§ **EXERCISE DIRECTIONS**
Exactly the lines from the start of the data below through the line containing "text for benchmarking" must be returned, and no others.

§ **TASK DATA**
───

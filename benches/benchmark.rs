//! Benchmarks for focus_textrank

use criterion::{black_box, criterion_group, criterion_main, BenchmarkId, Criterion, Throughput};
use focus_textrank::*;
use std::sync::Arc;

/// Sample text for benchmarking
const SAMPLE_TEXT: &str = r#"
Machine learning is a subset of artificial intelligence that provides systems
the ability to automatically learn and improve from experience without being explicitly
programmed. Machine learning focuses on the development of computer programs that can
access data and use it to learn for themselves.

The process of learning begins with observations or data, such as examples, direct
experience, or instruction, in order to look for patterns in data and make better
decisions in the future based on the examples that we provide. The primary aim is to
allow the computers to learn automatically without human intervention or assistance
and adjust actions accordingly.

Deep learning is a subset of machine learning that uses artificial neural networks
with representation learning. The learning can be supervised, semi-supervised or
unsupervised. Deep learning has been applied to various fields including computer
vision, speech recognition, natural language processing, and drug design.

Natural language processing is a subfield of linguistics, computer science,
and artificial intelligence concerned with the interactions between computers and
human language. These techniques are used to analyze, understand, and generate human
language in a valuable way. Key applications include sentiment analysis, machine
translation, and text summarization.
"#;

fn tokenizers() -> Vec<Arc<dyn Tokenizer>> {
    vec![
        TokenizerKind::Regex.build(StopwordFilter::english()),
        TokenizerKind::Auto.build(StopwordFilter::english()),
    ]
}

fn benchmark_tokenization(c: &mut Criterion) {
    let mut group = c.benchmark_group("tokenize");
    for tokenizer in tokenizers() {
        group.bench_function(tokenizer.name(), |b| {
            b.iter(|| {
                tokenizer
                    .split_sentences(black_box(SAMPLE_TEXT))
                    .iter()
                    .map(|s| tokenizer.tokenize_and_stem(&s.text).len())
                    .sum::<usize>()
            })
        });
    }
    group.finish();
}

fn benchmark_similarity(c: &mut Criterion) {
    let tokenizer = RegexTokenizer::new(StopwordFilter::english());

    // Benchmark parallel vs sequential as the sentence count grows
    let mut group = c.benchmark_group("similarity_matrix");
    for size in [1, 5, 10, 20].iter() {
        let sentences = tokenizer.split_sentences(&SAMPLE_TEXT.repeat(*size));
        group.throughput(Throughput::Elements(sentences.len() as u64));

        group.bench_with_input(BenchmarkId::new("sequential", size), &sentences, |b, s| {
            b.iter(|| SimilarityMatrixBuilder::new(&tokenizer).build(black_box(s)))
        });
        group.bench_with_input(BenchmarkId::new("parallel", size), &sentences, |b, s| {
            b.iter(|| {
                SimilarityMatrixBuilder::new(&tokenizer)
                    .with_parallel(true)
                    .build(black_box(s))
            })
        });
    }
    group.finish();
}

fn benchmark_power_iteration(c: &mut Criterion) {
    let tokenizer = RegexTokenizer::new(StopwordFilter::english());
    let sentences = tokenizer.split_sentences(&SAMPLE_TEXT.repeat(10));
    let matrix = SimilarityMatrixBuilder::new(&tokenizer).build(&sentences);

    c.bench_function("power_iteration", |b| {
        b.iter(|| PowerIterationRanker::new().run(black_box(&matrix)))
    });
}

fn benchmark_keyphrases(c: &mut Criterion) {
    let extractor = KeyphraseExtractor::default();

    c.bench_function("keyphrases_top5", |b| {
        b.iter(|| extractor.extract(black_box(SAMPLE_TEXT), 5))
    });
}

fn benchmark_full_pipeline(c: &mut Criterion) {
    let mut group = c.benchmark_group("summarize_content");
    for format in [FormatType::Concise, FormatType::Bullet, FormatType::Detailed] {
        let config = SummarizerConfig::default().with_format(format);
        let composer = FocusedSummaryComposer::from_config(config).unwrap();
        group.bench_function(format.as_str(), |b| {
            b.iter(|| composer.summarize_content(black_box(SAMPLE_TEXT)))
        });
    }

    let composer = FocusedSummaryComposer::default();
    group.bench_function("focused_body", |b| {
        b.iter(|| composer.compose(black_box(SAMPLE_TEXT), FocusArea::Section(Section::Body)))
    });
    group.bench_function("study_notes", |b| {
        b.iter(|| composer.study_notes(black_box(SAMPLE_TEXT)))
    });
    group.finish();
}

fn benchmark_stopwords(c: &mut Criterion) {
    let filter = StopwordFilter::new("en");
    let words: Vec<&str> = SAMPLE_TEXT.split_whitespace().collect();

    c.bench_function("stopword_lookup", |b| {
        b.iter(|| words.iter().filter(|w| filter.is_stopword(black_box(w))).count())
    });
}

criterion_group!(
    benches,
    benchmark_tokenization,
    benchmark_similarity,
    benchmark_power_iteration,
    benchmark_keyphrases,
    benchmark_full_pipeline,
    benchmark_stopwords,
);
criterion_main!(benches);
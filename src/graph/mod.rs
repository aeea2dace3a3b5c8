//! Sentence graph construction
//!
//! The ranking graph is dense and undirected: every sentence pair is an edge
//! weighted by cosine similarity.

pub mod similarity;
//! JSON interface for batch processing
//!
//! Documents arrive as `{"text": ..., "config": {...}}` with every config
//! field optional. Batches are summarized on the rayon pool with the GIL
//! released.

use crate::errors::{report, Result};
use crate::summarizer::focused::{ComposedSummary, FocusedSummaryComposer};
use crate::types::{SummarizerConfig, SummaryResult};
use pyo3::prelude::*;
use rayon::prelude::*;
use serde::{Deserialize, Serialize};

/// Input document from JSON
#[derive(Debug, Clone, Deserialize)]
pub struct JsonDocument {
    pub text: String,
    #[serde(default)]
    pub config: Option<SummarizerConfig>,
}

/// Output for one document
#[derive(Debug, Clone, Default, Serialize)]
pub struct JsonResult {
    /// Rendered in the configured format
    pub summary: String,
    pub result: SummaryResult,
    /// Set when the config was rejected or the pipeline failed
    #[serde(skip_serializing_if = "Option::is_none")]
    pub error: Option<String>,
}

/// Summarize one parsed document.
///
/// Runs the same pipeline as `summarize_content`, so `summary` always equals
/// what that function returns for the same text and config. Empty input gives
/// an empty result without an error.
pub fn summarize_document(doc: &JsonDocument) -> JsonResult {
    match try_summarize_document(doc) {
        Ok(ComposedSummary { result, rendered }) => JsonResult {
            summary: rendered,
            result,
            error: None,
        },
        Err(err) => {
            report("json", &err);
            JsonResult {
                error: (!err.is_recoverable()).then(|| err.to_string()),
                ..Default::default()
            }
        }
    }
}

fn try_summarize_document(doc: &JsonDocument) -> Result<ComposedSummary> {
    let config = doc.config.clone().unwrap_or_default();
    FocusedSummaryComposer::from_config(config)?.try_compose_content(&doc.text)
}

fn invalid_json(e: serde_json::Error) -> PyErr {
    pyo3::exceptions::PyValueError::new_err(format!("Invalid JSON: {}", e))
}

/// Summarize one document from JSON
///
/// Args:
///     json_input: JSON object with `text` and optional `config`
///
/// Returns:
///     JSON object with `summary` and the structured `result`
#[pyfunction]
#[pyo3(signature = (json_input))]
pub fn summarize_from_json(py: Python<'_>, json_input: &str) -> PyResult<String> {
    let doc: JsonDocument = serde_json::from_str(json_input).map_err(invalid_json)?;
    let result = py.allow_threads(|| summarize_document(&doc));

    serde_json::to_string(&result)
        .map_err(|e| pyo3::exceptions::PyValueError::new_err(e.to_string()))
}

/// Summarize many documents from JSON
///
/// Args:
///     json_input: JSON array of documents
///
/// Returns:
///     JSON array of results in input order
#[pyfunction]
#[pyo3(signature = (json_input))]
pub fn summarize_batch_from_json(py: Python<'_>, json_input: &str) -> PyResult<String> {
    let docs: Vec<JsonDocument> = serde_json::from_str(json_input).map_err(invalid_json)?;

    let results: Vec<JsonResult> =
        py.allow_threads(|| docs.par_iter().map(summarize_document).collect());

    serde_json::to_string(&results)
        .map_err(|e| pyo3::exceptions::PyValueError::new_err(e.to_string()))
}
//! Frequency-based keyphrase extraction
//!
//! Candidates are alphabetic words (inner hyphens allowed) longer than three
//! characters that are not stopwords. They are ranked by raw frequency, with
//! ties kept in order of first appearance.

use crate::errors::report;
use crate::errors::{Result, SummarizeError};
use crate::nlp::stopwords::StopwordFilter;
use crate::nlp::tokenizer::{Tokenizer, TokenizerKind, MIN_TOKEN_CHARS};
use crate::types::Keyphrase;
use regex::Regex;
use rustc_hash::FxHashMap;
use std::sync::{Arc, LazyLock};

/// Characters of context kept on each side of a term
pub const CONTEXT_WINDOW: usize = 20;

static CANDIDATE: LazyLock<Regex> = LazyLock::new(|| {
    Regex::new(r"\b[a-zA-Z][a-zA-Z-]+[a-zA-Z]\b").expect("static regex is valid")
});

/// Keyphrase extractor sharing the summarizer's tokenizer and stopwords
#[derive(Debug, Clone)]
pub struct KeyphraseExtractor {
    tokenizer: Arc<dyn Tokenizer>,
}

impl Default for KeyphraseExtractor {
    fn default() -> Self {
        Self::new(TokenizerKind::Auto.build(StopwordFilter::english()))
    }
}

impl KeyphraseExtractor {
    pub fn new(tokenizer: Arc<dyn Tokenizer>) -> Self {
        Self { tokenizer }
    }

    /// Top `top_n` keyphrases, or an empty list on failure
    pub fn extract(&self, text: &str, top_n: usize) -> Vec<Keyphrase> {
        self.try_extract(text, top_n).unwrap_or_else(|err| {
            report("keyphrases", &err);
            Vec::new()
        })
    }

    /// Top `top_n` terms only
    pub fn extract_terms(&self, text: &str, top_n: usize) -> Vec<String> {
        self.extract(text, top_n)
            .into_iter()
            .map(|k| k.term)
            .collect()
    }

    pub fn try_extract(&self, text: &str, top_n: usize) -> Result<Vec<Keyphrase>> {
        trace_stage!("keyphrases");

        if text.trim().is_empty() {
            return Err(SummarizeError::empty_input("no text for keyphrases"));
        }

        let mut candidates = self.count_candidates(text);
        // Stable sort keeps first-appearance order within equal frequencies
        candidates.sort_by(|a, b| b.1.cmp(&a.1));
        candidates.truncate(top_n);

        let sentences: Vec<String> = self
            .tokenizer
            .split_sentences(text)
            .into_iter()
            .map(|s| s.text.to_lowercase())
            .collect();

        Ok(candidates
            .into_iter()
            .map(|(term, frequency)| {
                let sample_context = sample_context(&sentences, &term);
                Keyphrase {
                    term,
                    frequency,
                    sample_context,
                }
            })
            .collect())
    }

    /// Candidate terms with counts, in order of first appearance
    fn count_candidates(&self, text: &str) -> Vec<(String, usize)> {
        let lower = text.to_lowercase();
        let stopwords = self.tokenizer.stopwords();

        let mut counts: Vec<(String, usize)> = Vec::new();
        let mut index: FxHashMap<&str, usize> = FxHashMap::default();

        for m in CANDIDATE.find_iter(&lower) {
            let word = m.as_str();
            if word.len() <= MIN_TOKEN_CHARS || stopwords.is_stopword(word) {
                continue;
            }
            match index.get(word) {
                Some(&slot) => counts[slot].1 += 1,
                None => {
                    index.insert(word, counts.len());
                    counts.push((word.to_string(), 1));
                }
            }
        }

        counts
    }
}

/// Up to [`CONTEXT_WINDOW`] characters around the first occurrence of `term`
/// in the first sentence that contains it
fn sample_context(sentences: &[String], term: &str) -> String {
    sentences
        .iter()
        .find_map(|sentence| {
            let at = sentence.find(term)?;
            let end = at + term.len();

            let start = sentence[..at]
                .char_indices()
                .rev()
                .nth(CONTEXT_WINDOW - 1)
                .map(|(i, _)| i)
                .unwrap_or(0);
            let stop = sentence[end..]
                .char_indices()
                .nth(CONTEXT_WINDOW)
                .map(|(i, _)| end + i)
                .unwrap_or(sentence.len());

            Some(sentence[start..stop].to_string())
        })
        .unwrap_or_default()
}

#[cfg(test)]
mod tests {
    use super::*;
    use crate::nlp::tokenizer::RegexTokenizer;

    fn extractor() -> KeyphraseExtractor {
        KeyphraseExtractor::new(Arc::new(RegexTokenizer::new(StopwordFilter::english())))
    }

    #[test]
    fn test_frequency_order() {
        let text = "Graph ranking uses graph edges. Every graph node gets ranking scores.";
        let phrases = extractor().extract(text, 5);

        assert_eq!(phrases[0].term, "graph");
        assert_eq!(phrases[0].frequency, 3);
        assert_eq!(phrases[1].term, "ranking");
        assert_eq!(phrases[1].frequency, 2);
    }

    #[test]
    fn test_ties_keep_first_appearance() {
        let text = "Zebra appears before apple. Apple appears after zebra.";
        let terms = extractor().extract_terms(text, 3);
        assert_eq!(terms, vec!["zebra", "appears", "apple"]);
    }

    #[test]
    fn test_filters_short_words_and_stopwords() {
        let text = "The cat sat with them about this tree.";
        let terms = extractor().extract_terms(text, 10);
        assert_eq!(terms, vec!["tree"]);
    }

    #[test]
    fn test_hyphenated_terms() {
        let text = "State-of-the-art models beat older state-of-the-art models.";
        let terms = extractor().extract_terms(text, 2);
        assert_eq!(terms[0], "state-of-the-art");
    }

    #[test]
    fn test_terms_are_distinct_and_bounded() {
        let text = "Alpha alpha alpha beta beta gamma delta epsilon zeta.";
        let terms = extractor().extract_terms(text, 3);
        assert_eq!(terms.len(), 3);
        let mut unique = terms.clone();
        unique.dedup();
        assert_eq!(unique.len(), terms.len());
    }

    #[test]
    fn test_sample_context_window() {
        let sentences = vec!["a".repeat(30) + " keyword " + &"b".repeat(30)];
        let context = sample_context(&sentences, "keyword");
        assert_eq!(context.chars().count(), 20 + "keyword".len() + 20);
        assert!(context.contains("keyword"));
    }

    #[test]
    fn test_sample_context_multibyte() {
        let sentences = vec!["ééééé keyword ü".to_string()];
        assert_eq!(sample_context(&sentences, "keyword"), "ééééé keyword ü");
    }

    #[test]
    fn test_empty_text() {
        assert!(extractor().extract("", 5).is_empty());
        assert!(extractor().extract("   \n ", 5).is_empty());
    }

    #[test]
    fn test_deterministic() {
        let text = "Rust makes systems programming safer. Systems benefit from Rust.";
        assert_eq!(extractor().extract(text, 5), extractor().extract(text, 5));
    }
}
//! Property-based tests using proptest

use focus_textrank::*;
use proptest::prelude::*;
use std::sync::Arc;

const VOCAB: &[&str] = &[
    "graph", "ranking", "sentence", "summary", "vector", "matrix", "power", "iteration",
    "cosine", "stemmer", "token", "paragraph", "section", "keyword", "document", "the", "and",
    "with", "from", "river", "mountain", "forest", "ocean", "desert",
];

fn sentence_strategy() -> impl Strategy<Value = String> {
    prop::collection::vec(prop::sample::select(VOCAB), 2..9).prop_map(|words| {
        let mut text = words.join(" ");
        if let Some(first) = text.get_mut(0..1) {
            first.make_ascii_uppercase();
        }
        text.push('.');
        text
    })
}

fn document_strategy() -> impl Strategy<Value = Vec<String>> {
    prop::collection::vec(sentence_strategy(), 1..25)
}

fn regex_summarizer() -> TextRankSummarizer {
    TextRankSummarizer::new(Arc::new(RegexTokenizer::new(StopwordFilter::english())))
}

fn symmetric_matrix(n: usize, cells: &[f64]) -> SimilarityMatrix {
    let mut matrix = SimilarityMatrix::zeros(n);
    let mut next = cells.iter().cycle();
    for i in 0..n {
        for j in (i + 1)..n {
            matrix.set_symmetric(i, j, *next.next().unwrap_or(&0.0));
        }
    }
    matrix
}

proptest! {
    #![proptest_config(ProptestConfig::with_cases(50))]

    #[test]
    fn test_selection_respects_bounds(
        n in 1usize..60,
        ratio in 0.01f64..=1.0,
        min in 1usize..6,
        extra in 0usize..6,
    ) {
        let config = SelectionConfig::new(ratio, min, min + extra);
        let selector = SentenceSelector::new(config);
        let target = selector.target_count(n);

        prop_assert!(target <= n);
        if n > min {
            prop_assert!(target >= min);
            prop_assert!(target <= min + extra);
        }
    }

    #[test]
    fn test_selected_positions_increase(
        scores in prop::collection::vec(0.0f64..1.0, 1..40),
    ) {
        let sentences: Vec<Sentence> = (0..scores.len())
            .map(|i| Sentence::new(format!("Sentence {}.", i), i))
            .collect();
        let selected = SentenceSelector::new(SelectionConfig::full_document())
            .select(&sentences, &scores)
            .unwrap();

        prop_assert!(selected.windows(2).all(|w| w[0].position < w[1].position));
    }

    #[test]
    fn test_summary_is_subsequence(doc in document_strategy()) {
        let summarizer = regex_summarizer();
        let text = doc.join(" ");
        let original = summarizer.sentences(&text);
        let summary = summarizer.summarize(&text, &SelectionConfig::full_document());

        if original.len() <= 3 {
            prop_assert_eq!(summary, text);
        } else {
            let picked = summarizer.sentences(&summary);
            prop_assert!(picked.len() >= 3 && picked.len() <= 7);

            let mut cursor = original.iter();
            for sentence in &picked {
                prop_assert!(cursor.any(|o| o.text == sentence.text));
            }
        }
    }

    #[test]
    fn test_similarity_symmetric_zero_diagonal(doc in document_strategy()) {
        let tokenizer = RegexTokenizer::new(StopwordFilter::english());
        let sentences: Vec<Sentence> = doc
            .iter()
            .enumerate()
            .map(|(i, s)| Sentence::new(s.clone(), i))
            .collect();
        let matrix = SimilarityMatrixBuilder::new(&tokenizer).build(&sentences);

        prop_assert!(matrix.is_well_formed());
        for i in 0..matrix.len() {
            prop_assert_eq!(matrix.get(i, i), 0.0);
            for j in 0..matrix.len() {
                prop_assert_eq!(matrix.get(i, j), matrix.get(j, i));
                prop_assert!(matrix.get(i, j) <= 1.0 + 1e-12);
            }
        }
    }

    #[test]
    fn test_rank_scores_sum_to_one(
        n in 2usize..15,
        cells in prop::collection::vec(0.0f64..1.0, 1..64),
    ) {
        let matrix = symmetric_matrix(n, &cells);
        let result = PowerIterationRanker::new().run(&matrix);

        prop_assert_eq!(result.scores.len(), n);
        prop_assert!(result.scores.iter().all(|s| *s >= 0.0 && s.is_finite()));
        let sum = result.total();
        prop_assert!((sum - 1.0).abs() < 1e-4, "Scores sum to {} instead of 1", sum);
        prop_assert!(result.iterations <= 100);
    }

    #[test]
    fn test_keyphrases_distinct_and_deterministic(
        doc in document_strategy(),
        top_n in 1usize..10,
    ) {
        let extractor = KeyphraseExtractor::new(Arc::new(RegexTokenizer::new(
            StopwordFilter::english(),
        )));
        let text = doc.join(" ");
        let first = extractor.extract(&text, top_n);
        let second = extractor.extract(&text, top_n);

        prop_assert_eq!(&first, &second);
        prop_assert!(first.len() <= top_n);
        prop_assert!(first.windows(2).all(|w| w[0].frequency >= w[1].frequency));

        let mut terms: Vec<&str> = first.iter().map(|k| k.term.as_str()).collect();
        terms.sort();
        terms.dedup();
        prop_assert_eq!(terms.len(), first.len());
    }

    #[test]
    fn test_pipeline_never_panics(text in "\\PC{0,400}") {
        let config = SummarizerConfig::default().with_format(FormatType::Detailed);
        let _ = summarize_content(&text, &config);
        let _ = FocusedSummaryComposer::default().study_notes(&text);
    }

    #[test]
    fn test_segmentation_keeps_every_paragraph(
        paragraphs in prop::collection::vec(sentence_strategy(), 0..12),
    ) {
        let structure = DocumentStructureSegmenter::new().segment(&paragraphs.join("\n\n"));
        prop_assert_eq!(structure.paragraph_count(), paragraphs.len());

        let mut all = structure.introduction.clone();
        all.extend(structure.body.iter().cloned());
        all.extend(structure.conclusion.iter().cloned());
        prop_assert_eq!(all, paragraphs);
    }
}
//! Focus-aware summary composition
//!
//! The composer ties the stages together:
//!
//! 1. whitespace cleanup and optional main-content filtering
//! 2. segmentation into introduction, body and conclusion
//! 3. TextRank over the whole document or over one focused section
//! 4. keyphrases for the same scope
//! 5. rendering in the requested format
//!
//! Every stage logs and degrades to empty output instead of failing.

use crate::errors::{report, Result, SummarizeError};
use crate::format::render;
use crate::phrase::keyphrase::KeyphraseExtractor;
use crate::summarizer::content::{clean_whitespace, extract_main_content};
use crate::summarizer::structure::DocumentStructureSegmenter;
use crate::summarizer::textrank::TextRankSummarizer;
use crate::types::{DocumentStructure, FocusArea, Section, SummarizerConfig, SummaryResult};

/// Final structured result of the full pipeline and its rendering
#[derive(Debug, Clone, Default, PartialEq, Eq)]
pub struct ComposedSummary {
    pub result: SummaryResult,
    /// `result` rendered in the configured format
    pub rendered: String,
}

/// Builds structured summaries from a configuration
#[derive(Debug, Clone)]
pub struct FocusedSummaryComposer {
    config: SummarizerConfig,
    summarizer: TextRankSummarizer,
    keyphrases: KeyphraseExtractor,
    segmenter: DocumentStructureSegmenter,
}

impl Default for FocusedSummaryComposer {
    fn default() -> Self {
        Self::build(SummarizerConfig::default())
    }
}

impl FocusedSummaryComposer {
    /// Create a composer after validating the configuration
    pub fn from_config(config: SummarizerConfig) -> Result<Self> {
        config.validate()?;
        Ok(Self::build(config))
    }

    fn build(config: SummarizerConfig) -> Self {
        let summarizer = TextRankSummarizer::from_config(&config);
        let keyphrases = KeyphraseExtractor::new(summarizer.tokenizer().clone());
        Self {
            config,
            summarizer,
            keyphrases,
            segmenter: DocumentStructureSegmenter::new(),
        }
    }

    pub fn config(&self) -> &SummarizerConfig {
        &self.config
    }

    pub fn summarizer(&self) -> &TextRankSummarizer {
        &self.summarizer
    }

    pub fn keyphrase_extractor(&self) -> &KeyphraseExtractor {
        &self.keyphrases
    }

    /// Segment text into sections
    pub fn structure(&self, text: &str) -> DocumentStructure {
        trace_stage!("segment");
        self.segmenter.segment(text)
    }

    /// Structured summary of `text` for a focus area.
    ///
    /// A focused result carries its digest under the section key. A focus on
    /// a section with no paragraphs gives an empty result.
    pub fn compose(&self, text: &str, focus: FocusArea) -> SummaryResult {
        trace_stage!("compose");
        let structure = self.structure(text);

        match focus.section() {
            None => self.compose_full(text, &structure),
            Some(section) => self.compose_section(&structure, section),
        }
    }

    fn compose_full(&self, text: &str, structure: &DocumentStructure) -> SummaryResult {
        let mut result = SummaryResult {
            main_summary: self
                .summarizer
                .summarize(&structure.full_text(), &self.config.selection),
            key_points: self
                .keyphrases
                .extract_terms(text, self.config.top_n_keyphrases),
            ..Default::default()
        };

        for (section, paragraphs) in structure.iter() {
            if paragraphs.is_empty() {
                continue;
            }
            let digest = self
                .summarizer
                .summarize(&paragraphs.join(" "), &self.config.section_selection);
            result.structure.insert(section, digest);
        }

        result
    }

    fn compose_section(&self, structure: &DocumentStructure, section: Section) -> SummaryResult {
        if structure.section(section).is_empty() {
            tracing::debug!(section = %section, "focused section has no paragraphs");
            return SummaryResult::empty();
        }

        let text = structure.section_text(section);
        let mut result = SummaryResult {
            main_summary: self
                .summarizer
                .summarize(&text, &self.config.focused_selection),
            key_points: self
                .keyphrases
                .extract_terms(&text, self.config.top_n_keyphrases),
            ..Default::default()
        };
        result
            .structure
            .insert(section, result.main_summary.clone());
        result
    }

    /// Whitespace cleanup plus main-content filtering when configured
    pub fn prepare_content(&self, text: &str) -> String {
        let cleaned = clean_whitespace(text);
        if self.config.extract_main_content {
            extract_main_content(&cleaned)
        } else {
            cleaned
        }
    }

    /// Full pipeline: cleanup, composition for the configured focus, the
    /// whole-content fallback when the structured summary is empty, and
    /// rendering
    pub fn try_compose_content(&self, text: &str) -> Result<ComposedSummary> {
        trace_stage!("summarize_content");

        if text.trim().is_empty() {
            return Err(SummarizeError::empty_input("no text to summarize"));
        }

        let content = self.prepare_content(text);
        let mut result = self.compose(&content, self.config.focus_area);
        if result.main_summary.is_empty() {
            tracing::warn!(
                focus = ?self.config.focus_area,
                "structured summary came back empty, summarizing raw content"
            );
            result.main_summary = self
                .summarizer
                .try_summarize(&content, &self.config.selection)?;
        }

        let rendered = render(&result, self.config.format);
        Ok(ComposedSummary { result, rendered })
    }

    /// Full pipeline rendered, propagating failures
    pub fn try_summarize_content(&self, text: &str) -> Result<String> {
        self.try_compose_content(text).map(|composed| composed.rendered)
    }

    /// Full pipeline, returning an empty string on failure
    pub fn summarize_content(&self, text: &str) -> String {
        self.try_summarize_content(text).unwrap_or_else(|err| {
            report("summarize_content", &err);
            String::new()
        })
    }
}

/// Summarize text with a configuration.
///
/// Invalid configuration and every internal failure yield an empty string.
pub fn summarize_content(text: &str, config: &SummarizerConfig) -> String {
    match FocusedSummaryComposer::from_config(config.clone()) {
        Ok(composer) => composer.summarize_content(text),
        Err(err) => {
            report("config", &err);
            String::new()
        }
    }
}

───

§ **ANSWER BOX**
filename benches/benchmark.rs
//! Benchmarks for focus_textrank

use criterion::{black_box, criterion_group, criterion_main, BenchmarkId, Criterion, Throughput};
use focus_textrank::*;
use std::sync::Arc;

/// Sample text for benchmarking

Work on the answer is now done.